Business

Nov 26, 2024 6:35 AM

How Do You Get to Artificial General Intelligence? Think Lighter

Billions of dollars in hardware and exorbitant use costs are squashing AI innovation. LLMs need to get leaner and cheaper if progress is to be made.
Illustration: Igor Bastidas

In 2025, entrepreneurs will unleash a flood of AI-powered apps. Finally, generative AI will deliver on the hype with a new crop of affordable consumer and business apps. This is not the consensus view today. OpenAI, Google, and xAI are locked in an arms race to train the most powerful large language model (LLM) in pursuit of artificial general intelligence, known as AGI, and their gladiatorial battle dominates the mindshare and revenue share of the fledgling Gen AI ecosystem.

For example, Elon Musk raised $6 billion to launch the newcomer xAI and bought 100,000 Nvidia H100 GPUs, the costly chips used to process AI, costing north of $3 billion to train its model, Grok. At those prices, only techno-tycoons can afford to build these giant LLMs.

The incredible spending by companies such as OpenAI, Google, and xAI has created a lopsided ecosystem that’s bottom heavy and top light. The LLMs trained by these huge GPU farms are usually also very expensive for inference, the process of entering a prompt and generating a response from large language models that is embedded in every app using AI. It’s as if everyone had 5G smartphones, but using data was too expensive for anyone to watch a TikTok video or surf social media. As a result, excellent LLMs with high inference costs have made it unaffordable to proliferate killer apps.

This lopsided ecosystem of ultra-rich tech moguls battling each other has enriched Nvidia while forcing application developers into a catch-22 of either using a low-cost and low-performance model bound to disappoint users, or face paying exorbitant inference costs and risk going bankrupt.

In 2025, a new approach will emerge that can change all that. This will return to what we’ve learned from previous technology revolutions, such as the PC era of Intel and Windows or the mobile era of Qualcomm and Android, where Moore’s law improved PCs and apps, and lower bandwidth cost improved mobile phones and apps year after year.

But what about the high inference cost? A new law for AI inference is just around the corner. The cost of inference has fallen by a factor of 10 per year, pushed down by new AI algorithms, inference technologies, and better chips at lower prices.

As a reference point, if a third-party developer used OpenAI’s top-of-the-line models to build AI search, in May 2023 the cost would be about $10 per query, while Google’s non-Gen-AI search costs $0.01, a 1,000x difference. But by May 2024, the price of OpenAI’s top model came down to about $1 per query. At this unprecedented 10x-per-year price drop, application developers will be able to use ever higher-quality and lower-cost models, leading to a proliferation of AI apps in the next two years.

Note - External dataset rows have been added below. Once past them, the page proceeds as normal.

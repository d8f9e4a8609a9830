//! Core measurement algorithms: polygon validation, geodesic area,
//! cut/fill volume, and elevation statistics.

pub mod area;
pub mod elevation;
pub mod geometry;
pub mod volume;

pub use area::{polygon_area, AreaSummary};
pub use volume::VolumeSummary;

I believe this will drive a different way to build an LLM company. Rather than focusing on the AGI arms race, founders will start to focus on building models that are almost as good as the top LLMs, but lightweight and thus ultra-fast and ultra-cheap. These models and apps, purpose-built for commercial applications using leaner models and innovative architecture, will cost a fraction to train and achieve levels of performance good enough for consumers and enterprises. This approach will not lead to a Nobel Prize–winning AI, but will be the catalyst to proliferating AI apps, leading to a healthy AI ecosystem.

For instance, I’m backing a team that’s jointly building a model, an inference engine, and an app all at the same time. Rhymes.ai, a Silicon Valley–based AI startup, trained a model almost as good as the best from OpenAI for $3 million, compared to the more than $100 million that Sam Altman said it cost to train OpenAI’s GPT-4. The inference cost of this model applied to an AI search app such as BeaGo is only $0.03 per query, only 3 percent of GPT-4’s price. And the team also built and launched an AI search app with just five engineers working for two months.

How was that accomplished? Vertical and deep integration that optimized inference, model, and application development holistically.

On the path of AI progression, we have all witnessed the power of LLM as a revolutionary technology. I am a firm believer that generative AI will disrupt the way we learn, work, live, and do business. The ecosystem must work together to get over the cost hurdle and adjust the formula, achieving equilibrium to make AI really work for our society.